Brigid O Sullivan (wisewebwoman) How many times has this theme been re-worked over and over. I was expecting something halfway decent from the ratings at IMDb and a pretty decent cast: Peter Krause, Mark Ruffalo, Laura Dern and Naomi Watts.The same beaten up old story of spouse swapping. Desperately unhappy people living together with no backstory as to how they got to be so dissatisfied with their lot. Cute backdrop of children. Ongoing and incessant shots of a train, so much so I kept waiting for one of the stars to splat off the front end.

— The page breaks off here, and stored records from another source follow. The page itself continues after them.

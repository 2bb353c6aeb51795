use super::Session;
use crate::*;
use log::{debug, info};
use serde::{Deserialize, Serialize};

#[derive(Debug, Clone, Copy, Serialize, Deserialize, PartialEq, Eq, Default)]
#[serde(rename_all = "snake_case")]
pub enum ClosingStep {
    #[default]
    NotStarted,
    Group,
    Personal(usize),
    Summary,
}

#[derive(Debug, Clone, Default)]
pub(super) struct ClosingProgress {
    step: ClosingStep,
    card: Option<Card>,
}

impl ClosingProgress {
    /// Keeps the personal round on the same player after the roster shifts.
    /// A removed current player hands the turn to whoever moved into the slot.
    pub(super) fn player_removed(&mut self, index: usize) {
        if let ClosingStep::Personal(current) = self.step {
            if index < current {
                self.step = ClosingStep::Personal(current - 1);
            }
        }
    }
}

impl Session {
    pub fn closing_step(&self) -> ClosingStep {
        self.closing.step
    }

    /// The prompt for the current closing step, if the catalog had one.
    pub fn closing_card(&self) -> Option<&Card> {
        self.closing.card.as_ref()
    }

    /// The player being addressed during the personal closing round.
    pub fn closing_player(&self) -> Option<&Player> {
        match self.closing.step {
            ClosingStep::Personal(index) => self.state.players.get(index),
            _ => None,
        }
    }

    pub fn begin_closing(&mut self) {
        self.state.current_candidate_cards.clear();
        self.state.current_selected_card = None;
        self.state.current_answering_player_id = None;
        let card = self.draw_closing_card(CardFormat::ClosingGroup);
        if card.is_none() {
            info!("no closing group card available");
        }
        self.closing = ClosingProgress {
            step: ClosingStep::Group,
            card,
        };
        self.set_screen(Screen::ClosingGroup);
    }

    /// Walks group -> each player -> summary. Returns the step reached.
    pub fn advance_closing(&mut self) -> ClosingStep {
        let next = match self.closing.step {
            ClosingStep::NotStarted => {
                self.begin_closing();
                return self.closing.step;
            }
            ClosingStep::Group => ClosingStep::Personal(0),
            ClosingStep::Personal(index) => ClosingStep::Personal(index + 1),
            ClosingStep::Summary => return ClosingStep::Summary,
        };
        match next {
            ClosingStep::Personal(index) if index < self.state.players.len() => {
                let card = self.draw_closing_card(CardFormat::ClosingPersonal);
                debug!("closing prompt for player {index}");
                self.closing = ClosingProgress { step: next, card };
                self.set_screen(Screen::ClosingPersonal);
            }
            _ => {
                self.closing = ClosingProgress {
                    step: ClosingStep::Summary,
                    card: None,
                };
                self.set_screen(Screen::SessionSummary);
            }
        }
        self.closing.step
    }

    /// Returns to the welcome screen. Players and settings survive.
    pub fn finish_session(&mut self) {
        info!(
            "session finished after {} answered cards",
            self.state.used_card_ids.len()
        );
        self.state.reset_progress();
        self.closing = ClosingProgress::default();
        self.set_screen(Screen::Welcome);
    }

    fn draw_closing_card(&mut self, format: CardFormat) -> Option<Card> {
        let cap = Intensity::clamped(self.config.closing_max_intensity);
        let cards = self.catalog.all_cards();
        let pool: Vec<&Card> = cards
            .iter()
            .filter(|card| card.has_format(format) && card.intensity <= cap)
            .collect();
        self.rng.pick(&pool).map(|card| (*card).clone())
    }
}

No such luck.Males are two selfish professors, women are housewives - I think, it is never clear.Laura Dern looks as if she should creak when she walks, all her bones are visible and her face keeps morphing into a rictus of death. Someone please feed her.Peter just about phoned his performance in and Mark bumbles along in an agony of guilt. Naomi is about the most alert of the bunch.The train keeps roaring through the level crossing. It is the most lively character in this whole sorry mess.2 out of 10.